Stealth?

In a town this size, there’s no place to hide
Everywhere you go you meet someone you know
— John Prine

The whole setup seems sketchy. It’s the only place I know in town with its principal entrance in an alley. You park out of sight from the street – nestled in the midst of single-story warehouses and a low-income apartment building. It feels like a great big secret. And I suppose it is. MacGregor Behavioral Health – this is where my therapist practices. This is where I go to talk about anxiety and OCD.

I spent most of my adult-life living in Washington, DC. Unless you’ve lived in a small town, it’s hard to comprehend how invisible you are in a city. Surrounded by a million people, the odds of running into someone you know anywhere outside of your neighborhood is mathematically unlikely. Sure you cross paths with the same people time and again – on your commute, or at the gym, at the place you buy your lunch – but these are people you only know from this context. When you run into a person from the lunch-counter at your gym, you both smile and say small world.

When I moved to Gettysburg, the first person I met was the children’s room librarian. I was reading a story to Sophie, when Andrea came up and introduced herself. Obviously a bookish adult, I was someone she thought she should meet. The next day, while walking to the post office, I crossed paths with Andrea in a park. And that’s how it is here. There are thirty-thousand people living Gettysburg and its suburbs. Therefore, I see the same people all over town several times a week.

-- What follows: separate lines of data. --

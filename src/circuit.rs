//! The circuit breaker: a stateless accessor bound to one name
//!
//! Every transition is delegated to, and authoritative in, the backing
//! store, so any number of breaker instances (same name, same store,
//! different processes) observe a consistent view. The breaker itself
//! only carries wiring: the name, the store handle, and the event bus.

use std::future::Future;
use std::sync::Arc;
use tracing::{info, warn};

use crate::errors::{CircuitError, StorageError};
use crate::events::{CircuitEvent, EventBus};
use crate::state::CircuitState;
use crate::storage::{StorageBackend, Transition};

/// Result of the admission check at guarded-call entry.
enum Admission {
    /// Circuit is closed, the call proceeds normally.
    Allowed,
    /// Circuit is half-open and this call won the probe slot.
    AllowedProbe,
    /// Circuit is open and the cool-down has not elapsed.
    RejectedOpen,
    /// Circuit is half-open but another probe is outstanding.
    RejectedProbePending,
}

/// A named circuit breaker. Obtain instances through
/// [`Registry::get`](crate::Registry::get).
#[derive(Debug, Clone)]
pub struct CircuitBreaker {
    name: String,
    storage: Arc<dyn StorageBackend>,
    events: EventBus,
}

impl CircuitBreaker {
    pub(crate) fn new(name: impl Into<String>, storage: Arc<dyn StorageBackend>, events: EventBus) -> Self {
        Self {
            name: name.into(),
            storage,
            events,
        }
    }

    /// Name of the circuit this breaker guards.
    pub fn name(&self) -> &str {
        &self.name
    }

    /// Current state, read from the backing store.
    pub async fn state(&self) -> Result<CircuitState, StorageError> {
        let transition = self.storage.read(&self.name).await?;
        self.publish_transition(&transition);
        Ok(transition.record.state)
    }

    /// Consecutive failures recorded since the circuit last entered
    /// Closed. Meaningful only while Closed.
    pub async fn failure_count(&self) -> Result<u32, StorageError> {
        let transition = self.storage.read(&self.name).await?;
        self.publish_transition(&transition);
        Ok(transition.record.failure_count)
    }

    /// Run a protected operation under this circuit.
    ///
    /// Entry consults the store: a Closed circuit admits the call, an
    /// Open one rejects it with [`CircuitError::Open`] without touching
    /// the downstream, and a HalfOpen one admits only the single caller
    /// that wins the probe slot. On success the failure count resets; a
    /// store that fails while recording the success propagates as
    /// [`CircuitError::Storage`]. On failure the count is recorded and
    /// the operation's own error is re-surfaced as
    /// [`CircuitError::Execution`], never swallowed.
    ///
    /// No timeout is imposed on `f`; a caller-cancelled or timed-out
    /// operation takes the failure path like any other error.
    pub async fn call<F, Fut, T, E>(&self, f: F) -> Result<T, CircuitError<E>>
    where
        F: FnOnce() -> Fut,
        Fut: Future<Output = Result<T, E>>,
    {
        match self.admit().await? {
            Admission::RejectedOpen | Admission::RejectedProbePending => {
                Err(CircuitError::Open {
                    circuit: self.name.clone(),
                })
            }
            Admission::Allowed | Admission::AllowedProbe => match f().await {
                Ok(value) => {
                    self.on_success().await?;
                    Ok(value)
                }
                Err(err) => {
                    self.on_failure().await;
                    Err(CircuitError::Execution(err))
                }
            },
        }
    }

    async fn admit(&self) -> Result<Admission, StorageError> {
        let transition = self.storage.read(&self.name).await?;
        self.publish_transition(&transition);

        match transition.record.state {
            CircuitState::Closed => Ok(Admission::Allowed),
            CircuitState::Open => Ok(Admission::RejectedOpen),
            CircuitState::HalfOpen => {
                if self.storage.try_acquire_probe(&self.name).await? {
                    Ok(Admission::AllowedProbe)
                } else {
                    Ok(Admission::RejectedProbePending)
                }
            }
        }
    }

    /// Record a success. Storage failures propagate here: nothing else is
    /// owed to the caller, and a success the store never saw must not
    /// look committed.
    async fn on_success(&self) -> Result<(), StorageError> {
        let transition = self.storage.record_success(&self.name).await?;
        if transition.from == CircuitState::HalfOpen
            && transition.record.state == CircuitState::Closed
        {
            self.events.emit(&CircuitEvent::Recovered {
                circuit: self.name.clone(),
            });
        }
        self.publish_transition(&transition);
        Ok(())
    }

    /// Record a failure. The protected call's own error is about to
    /// propagate regardless; a bookkeeping failure only gets logged.
    async fn on_failure(&self) {
        match self.storage.record_failure(&self.name).await {
            Ok(transition) => {
                self.events.emit(&CircuitEvent::Failed {
                    circuit: self.name.clone(),
                    failure_count: transition.record.failure_count,
                    state: transition.record.state,
                });
                self.publish_transition(&transition);
            }
            Err(err) => {
                warn!(circuit = %self.name, error = %err, "failed to record failure");
            }
        }
    }

    fn publish_transition(&self, transition: &Transition) {
        if transition.changed() {
            info!(
                circuit = %self.name,
                from = %transition.from,
                to = %transition.record.state,
                "circuit state changed"
            );
            self.events.emit(&CircuitEvent::StateChanged {
                circuit: self.name.clone(),
                from: transition.from,
                to: transition.record.state,
            });
        }
    }
}

#[cfg(test)]
mod tests {
    use super::*;
    use crate::storage::MemoryStorage;
    use std::io;
    use std::sync::Mutex;
    use std::time::Duration;

    async fn breaker(threshold: u32, ttl: f64) -> (CircuitBreaker, Arc<MemoryStorage>) {
        breaker_with_bus(threshold, ttl, EventBus::new()).await
    }

    async fn breaker_with_bus(
        threshold: u32,
        ttl: f64,
        events: EventBus,
    ) -> (CircuitBreaker, Arc<MemoryStorage>) {
        let storage = Arc::new(MemoryStorage::new());
        storage
            .get_or_create("api", threshold, ttl)
            .await
            .unwrap();
        (
            CircuitBreaker::new("api", storage.clone(), events),
            storage,
        )
    }

    fn io_err() -> io::Error {
        io::Error::new(io::ErrorKind::ConnectionRefused, "downstream down")
    }

    #[tokio::test]
    async fn test_fourth_call_rejected_after_three_failures() {
        let (breaker, _) = breaker(3, 10.0).await;

        for _ in 0..3 {
            let result = breaker.call(|| async { Err::<(), _>(io_err()) }).await;
            assert!(matches!(result, Err(CircuitError::Execution(_))));
        }

        // Rejected immediately, downstream never invoked.
        let invoked = Arc::new(std::sync::atomic::AtomicBool::new(false));
        let invoked_by_call = invoked.clone();
        let result = breaker
            .call(move || async move {
                invoked_by_call.store(true, std::sync::atomic::Ordering::SeqCst);
                Ok::<(), io::Error>(())
            })
            .await;
        assert!(matches!(result, Err(CircuitError::Open { .. })));
        assert!(!invoked.load(std::sync::atomic::Ordering::SeqCst));
    }

    #[tokio::test]
    async fn test_success_resets_failure_count() {
        let (breaker, _) = breaker(3, 10.0).await;

        let _ = breaker.call(|| async { Err::<(), _>(io_err()) }).await;
        let _ = breaker.call(|| async { Err::<(), _>(io_err()) }).await;
        assert_eq!(breaker.failure_count().await.unwrap(), 2);

        breaker
            .call(|| async { Ok::<_, io::Error>(()) })
            .await
            .unwrap();
        assert_eq!(breaker.failure_count().await.unwrap(), 0);
        assert_eq!(breaker.state().await.unwrap(), CircuitState::Closed);
    }

    #[tokio::test]
    async fn test_probe_recovers_circuit_after_ttl() {
        let (breaker, _) = breaker(1, 0.05).await;

        let _ = breaker.call(|| async { Err::<(), _>(io_err()) }).await;
        assert_eq!(breaker.state().await.unwrap(), CircuitState::Open);

        tokio::time::sleep(Duration::from_millis(60)).await;

        breaker
            .call(|| async { Ok::<_, io::Error>(()) })
            .await
            .unwrap();
        assert_eq!(breaker.state().await.unwrap(), CircuitState::Closed);
        assert_eq!(breaker.failure_count().await.unwrap(), 0);
    }

    #[tokio::test]
    async fn test_failed_probe_reopens_circuit() {
        let (breaker, _) = breaker(1, 0.05).await;

        let _ = breaker.call(|| async { Err::<(), _>(io_err()) }).await;
        tokio::time::sleep(Duration::from_millis(60)).await;

        let result = breaker.call(|| async { Err::<(), _>(io_err()) }).await;
        assert!(matches!(result, Err(CircuitError::Execution(_))));
        assert_eq!(breaker.state().await.unwrap(), CircuitState::Open);

        // The new window starts from the probe failure.
        let result = breaker.call(|| async { Ok::<_, io::Error>(()) }).await;
        assert!(matches!(result, Err(CircuitError::Open { .. })));
    }

    #[tokio::test]
    async fn test_only_one_probe_admitted_per_window() {
        let (breaker, storage) = breaker(1, 0.05).await;

        let _ = breaker.call(|| async { Err::<(), _>(io_err()) }).await;
        tokio::time::sleep(Duration::from_millis(60)).await;

        // First caller takes the slot; a second arriving before the
        // probe's outcome is committed gets rejected.
        assert_eq!(breaker.state().await.unwrap(), CircuitState::HalfOpen);
        assert!(storage.try_acquire_probe("api").await.unwrap());

        let result = breaker.call(|| async { Ok::<_, io::Error>(()) }).await;
        assert!(matches!(result, Err(CircuitError::Open { .. })));
    }

    #[tokio::test]
    async fn test_emits_failed_state_changed_and_recovered() {
        let seen = Arc::new(Mutex::new(Vec::new()));
        let seen_hook = seen.clone();
        let mut bus = EventBus::new();
        bus.subscribe(Arc::new(move |event: &CircuitEvent| {
            seen_hook.lock().unwrap().push(event.clone());
        }));
        let (breaker, _) = breaker_with_bus(1, 0.05, bus).await;

        let _ = breaker.call(|| async { Err::<(), _>(io_err()) }).await;
        tokio::time::sleep(Duration::from_millis(60)).await;
        breaker
            .call(|| async { Ok::<_, io::Error>(()) })
            .await
            .unwrap();

        let events = seen.lock().unwrap().clone();
        assert!(events.contains(&CircuitEvent::Failed {
            circuit: "api".to_string(),
            failure_count: 0,
            state: CircuitState::Open,
        }));
        assert!(events.contains(&CircuitEvent::StateChanged {
            circuit: "api".to_string(),
            from: CircuitState::Closed,
            to: CircuitState::Open,
        }));
        assert!(events.contains(&CircuitEvent::StateChanged {
            circuit: "api".to_string(),
            from: CircuitState::Open,
            to: CircuitState::HalfOpen,
        }));
        assert!(events.contains(&CircuitEvent::Recovered {
            circuit: "api".to_string(),
        }));
        assert!(events.contains(&CircuitEvent::StateChanged {
            circuit: "api".to_string(),
            from: CircuitState::HalfOpen,
            to: CircuitState::Closed,
        }));
    }

    #[tokio::test]
    async fn test_store_outage_during_success_recording_fails_loud() {
        use crate::storage::RemoteStorage;
        use crate::storage::testkv::FakeKvClient;

        let client = Arc::new(FakeKvClient::new());
        let storage = Arc::new(RemoteStorage::new(client.clone()));
        storage.get_or_create("api", 3, 10.0).await.unwrap();
        let breaker = CircuitBreaker::new("api", storage, EventBus::new());

        // Store goes down between admission and outcome; the caller must
        // see the storage error, not a success the store never recorded.
        let client_in_call = client.clone();
        let result = breaker
            .call(move || async move {
                client_in_call.set_down(true);
                Ok::<_, io::Error>("value")
            })
            .await;
        assert!(matches!(result, Err(CircuitError::Storage(_))));
    }

    #[tokio::test]
    async fn test_storage_failure_surfaces_as_storage_error() {
        use crate::storage::RemoteStorage;
        use crate::storage::testkv::FakeKvClient;

        let client = Arc::new(FakeKvClient::new());
        let storage = Arc::new(RemoteStorage::new(client.clone()));
        storage.get_or_create("api", 3, 10.0).await.unwrap();
        let breaker = CircuitBreaker::new("api", storage, EventBus::new());

        client.set_down(true);
        let result = breaker.call(|| async { Ok::<_, io::Error>(()) }).await;
        assert!(matches!(result, Err(CircuitError::Storage(_))));
    }

    #[tokio::test]
    async fn test_protected_error_is_propagated_verbatim() {
        let (breaker, _) = breaker(5, 10.0).await;

        let result = breaker.call(|| async { Err::<(), _>(io_err()) }).await;
        match result {
            Err(CircuitError::Execution(err)) => {
                assert_eq!(err.kind(), io::ErrorKind::ConnectionRefused);
            }
            other => panic!("expected Execution error, got {other:?}"),
        }
    }
}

I learned almost immediately that when another driver is being annoying, don’t honk the horn. The chances are high that it’s my kid’s teacher.

The waiting room at MacGregor’s is small and stark. Only three therapists work there. I’m often alone while awaiting my appointment, but more likely, another person will be there at the same time. There’s almost nothing to look at in the waiting room, except two paintings on opposite walls of the room.

One is clearly a rip-off of Whistler’s Mother – a sepia toned painting of an aging woman’s profile. Everything about the painting is identical to the Whistler masterpiece, except the skill with which it was created. The overriding feeling of the MacGregor version is alone-ness. A woman approaching the end of her life – facing her short future or reminiscing her long past. Any life-long friendships are over, now existing only in her head.

On the opposing wall is the contrasting painting – reminiscent of nothing. Three toga-clad Greek teens lounge on castle-balcony happily listening to an Aristotle-like friend expound on philosophy or logic. These youths are immersed in friendship and discussion. Lazily passing their day, in no hurry to dive into the lives that await them.

Both paintings are hung fourteen inches too high. It takes effort to look up that far, so the people in the waiting room look at each other… or at their phones. I don’t have a phone, so I look at the other patients.

For a guy with social anxiety, I know a surprising number of people. I run financial operations at the only community center in town – it’s one of the main social hubs where people congregate. We have thousands of fitness members and hundreds of daycare families, and at some point, I interact with most of them. Plus, my kids are three grades apart, so I know two sets of school parents. I volunteer for a fitness oriented non-profit, and I’m active with the local running community. Not knowing the other person in MacGregor’s waiting room seems unlikely. But I’m also terrible with faces. I know when I’ve met someone before, but I rarely remember where we met or who they are. When I share the waiting room with another person, I just keep my mouth shut.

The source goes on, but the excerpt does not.